What your describing is what it means to be well-calibrated. I don’t think what you said is an accurate description of what the ideal is–either (a) the ideal when forecasting, or (b) the ideal outcome for a forecaster given a forecast that they have already made. (If the ideal were really what you say, then one could achieve the “ideal” by forecasting 50% on all binary questions every time assuming there was no bias in the questions.) Re (a): The ideal when forecasting is to identify what is going to actually happen with certainty. Or, given that there is what Tetlock calls “irreducible uncertainty” in the world, the ideal is to identify what is going to happen as accurately as possible.
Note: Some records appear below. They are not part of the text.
//! Short-name aliases for the legacy order key.
//!
//! Older consumers store the dashboard order as semantic short-names
//! (`"kpis"`, `"goalProgress"`) instead of item ids. Reads accept either a
//! short-name or an id, case-insensitively; entries the table does not know
//! pass through as raw ids. Writes emit short-names only.

use std::collections::BTreeMap;

use panelgrid_layout::ItemId;

const DASHBOARD_ALIASES: [(&str, &str); 20] = [
    ("focus", "dashboard-focus"),
    ("filters", "dashboard-filters"),
    ("kpis", "dashboard-kpis"),
    ("pipeline", "dashboard-pipeline-overview"),
    ("today", "dashboard-today"),
    ("leaderboard", "referral-leaderboard"),
    ("stale", "dashboard-stale"),
    ("goalProgress", "goal-progress-card"),
    ("numbersPortfolio", "numbers-portfolio-card"),
    ("numbersReferrals", "numbers-referrals-card"),
    ("numbersMomentum", "numbers-momentum-card"),
    ("pipelineCalendar", "pipeline-calendar-card"),
    ("priorityActions", "priority-actions-card"),
    ("milestones", "milestones-card"),
    ("docPulse", "doc-pulse-card"),
    ("relationshipOpportunities", "rel-opps-card"),
    ("clientCareRadar", "nurture-card"),
    ("closingWatch", "closing-watch-card"),
    ("docCenter", "doc-center-card"),
    ("statusStack", "dashboard-status-stack"),
];

/// Bidirectional short-name to item id table.
#[derive(Debug, Clone, Default, PartialEq, Eq)]
pub struct LegacyAliases {
    /// Lowercased alias to id.
    by_alias: BTreeMap<String, ItemId>,
    /// Lowercased id to (alias, id).
    by_id: BTreeMap<String, (String, ItemId)>,
}

impl LegacyAliases {
    #[must_use]
    pub fn new() -> Self {
        Self::default()
    }

    /// The CRM dashboard widget table.
    #[must_use]
    pub fn dashboard_defaults() -> Self {
        let mut aliases = Self::new();
        for (alias, id) in DASHBOARD_ALIASES {
            aliases.insert(alias, id);
        }
        aliases
    }

    /// Register `alias` for `id`. Blank inputs are ignored.
    pub fn insert(&mut self, alias: &str, id: &str) {
        let alias = alias.trim();
        let Some(id) = ItemId::new(id) else {
            return;
        };
        if alias.is_empty() {
            return;
        }
        self.by_alias.insert(alias.to_lowercase(), id.clone());
        self.by_id
            .insert(id.as_str().to_lowercase(), (alias.to_owned(), id));
    }

    #[must_use]
    pub fn is_empty(&self) -> bool {
        self.by_alias.is_empty()
    }

    #[must_use]
    pub fn len(&self) -> usize {
        self.by_alias.len()
    }

    /// Short-name for `id`, if it has one.
    #[must_use]
    pub fn alias_for(&self, id: &ItemId) -> Option<&str> {
        self.by_id
            .get(&id.as_str().to_lowercase())
            .map(|(alias, _)| alias.as_str())
    }

    /// Item id for a stored legacy entry (short-name or id).
    #[must_use]
    pub fn resolve(&self, entry: &str) -> Option<ItemId> {
        let lower = entry.trim().to_lowercase();
        if lower.is_empty() {
            return None;
        }
        self.by_alias
            .get(&lower)
            .or_else(|| self.by_id.get(&lower).map(|(_, id)| id))
            .cloned()
    }

    /// Translate a legacy list into item ids. Known short-names and ids map
    /// through the table, anything else is kept as a raw id (the order merge
    /// drops ids with no live item). Blank entries and duplicates are
    /// dropped.
    #[must_use]
    pub fn resolve_all<'a, I>(&self, entries: I) -> Vec<ItemId>
    where
        I: IntoIterator<Item = &'a str>,
    {
        let mut out: Vec<ItemId> = Vec::new();
        for entry in entries {
            if let Some(id) = self.resolve(entry).or_else(|| ItemId::new(entry))
                && !out.contains(&id)
            {
                out.push(id);
            }
        }
        out
    }

    /// Translate an order into short-names, skipping ids with no alias.
    #[must_use]
    pub fn to_aliases(&self, order: &[ItemId]) -> Vec<String> {
        order
            .iter()
            .filter_map(|id| self.alias_for(id))
            .map(str::to_owned)
            .collect()
    }
}

#[cfg(test)]
mod tests {
    use super::LegacyAliases;
    use panelgrid_layout::ids;

    #[test]
    fn resolves_aliases_and_ids_case_insensitively() {
        let aliases = LegacyAliases::dashboard_defaults();
        assert_eq!(aliases.len(), 20);
        assert_eq!(
            aliases.resolve("GOALPROGRESS").map(|id| id.into_string()),
            Some("goal-progress-card".to_owned())
        );
        assert_eq!(
            aliases.resolve("Nurture-Card").map(|id| id.into_string()),
            Some("nurture-card".to_owned())
        );
        assert_eq!(aliases.resolve("unknown"), None);
        assert_eq!(aliases.resolve("  "), None);
    }

    #[test]
    fn resolve_all_keeps_raw_ids_and_drops_duplicates() {
        let aliases = LegacyAliases::dashboard_defaults();
        let resolved = aliases.resolve_all(["kpis", "dashboard-kpis", "custom", " ", "focus"]);
        assert_eq!(resolved, ids(["dashboard-kpis", "custom", "dashboard-focus"]));
    }

    #[test]
    fn empty_table_passes_ids_through() {
        let aliases = LegacyAliases::new();
        let resolved = aliases.resolve_all(["dashboard-focus", "dashboard-kpis", "dashboard-focus"]);
        assert_eq!(resolved, ids(["dashboard-focus", "dashboard-kpis"]));
    }

    #[test]
    fn writes_only_aliased_ids() {
        let aliases = LegacyAliases::dashboard_defaults();
        let out = aliases.to_aliases(&ids(["custom-card", "dashboard-today", "rel-opps-card"]));
        assert_eq!(out, vec!["today", "relationshipOpportunities"]);
    }
}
E.g. For an event that is 90% likely to happen, so the ideal would be to ascertain this fact and make a forecast of 90%. Re: (b) The ideal is for 100% of events which one forecasted were 90% likely to happen to happen (this would yield one the lowest/best Brier score).
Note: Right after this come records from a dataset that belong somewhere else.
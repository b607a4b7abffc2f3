#![forbid(unsafe_code)]

//! Layout controller for panelgrid containers.
//!
//! Ties a [`ViewportAdapter`](panelgrid_layout::ViewportAdapter), a
//! [`KeyValueStore`](panelgrid_store::KeyValueStore), and the drag engine
//! together: one-time initialization, edit-mode toggling, late reflow for
//! content that mounts after init, and cross-tab sync through storage-change
//! events.

pub mod config;
pub mod controller;
pub mod event;
pub mod listener;
pub mod reflow;
pub mod sync;

pub use config::{ConfigError, LayoutConfig};
pub use controller::{DIAGNOSTICS_TARGET, DispatchOutcome, LayoutController};
pub use event::{ChangeSource, HostEvent, LayoutNotification};
pub use listener::{EventKind, ListenerRegistry, ListenerTarget};
pub use reflow::{MAX_PENDING_REFLOWS, MUTATION_WATCH_FRAMES, ReflowHandle, ReflowScheduler};
pub use sync::{PreferenceSync, SyncError};
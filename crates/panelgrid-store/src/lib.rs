#![forbid(unsafe_code)]

//! Durable layout preferences.
//!
//! A [`LayoutStore`] reads and writes the three preferences of one layout
//! target (item order, hidden set, layout mode) through any
//! [`KeyValueStore`] backend. [`MemoryStore`] serves tests and browser-like
//! hosts; [`JsonFileStore`] persists to disk for desktop hosts.

pub mod backend;
pub mod file;
pub mod keys;
pub mod layout_store;
pub mod legacy;

pub use backend::{KeyValueStore, MemoryStore, StoreError};
pub use file::{FILE_FORMAT_VERSION, JsonFileStore};
pub use keys::{DEFAULT_NAMESPACE, KeyKind, LEGACY_ORDER_KEY, StorageKeys};
pub use layout_store::{LayoutStore, ResetReport, parse_id_list, parse_mode};
pub use legacy::LegacyAliases;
> That is the weakness of trying to maximize being correct. While being more right than wrong is certainly desirable. In general the few things the superforecasters end up being wrong about are far more consequential than all things they’re right about.
Again, it’s still unclear to me what your argument is for thinking that superforecasters got the things you mentioned wrong (or less wrong than others).
The title of this article felt like click bait to me and I don’t think the article itself provides justification for the title.
I only briefly skipped section 3 to the end. Something that stood out:
> SUPER forecasts telling us there was no need to worry.
Forecasts don’t include statements about whether or not it’s appropriate to worry about risks; only estimates of the probability of events occurring.
> In the leadup to the pandemic there were many people predicting that it could end up being a huge catastrophe (including Taleb, who said it to my face)
What probability is “could”? Suppose it was higher than 3% for precise question superforecasters gave 3% on at one point in time that you mentioned: How do you know Taleb was not overconfident? What if he always gives a higher probability than superforecasts for there being lots of pandemic deaths a month from the time the question is asked from him? He could very easily have a lower average Brier score long-term by doing that than the superforecasters. In other words, you’re not establishing that he has better judgment than the GJ superforecasters in aggregate, or that we ought to believe his forecasts, etc.
And also there’s plenty of room to agree or disagree about what actions are appropriate to take given various believed-probabilities of large numbers of pandemic deaths ina month.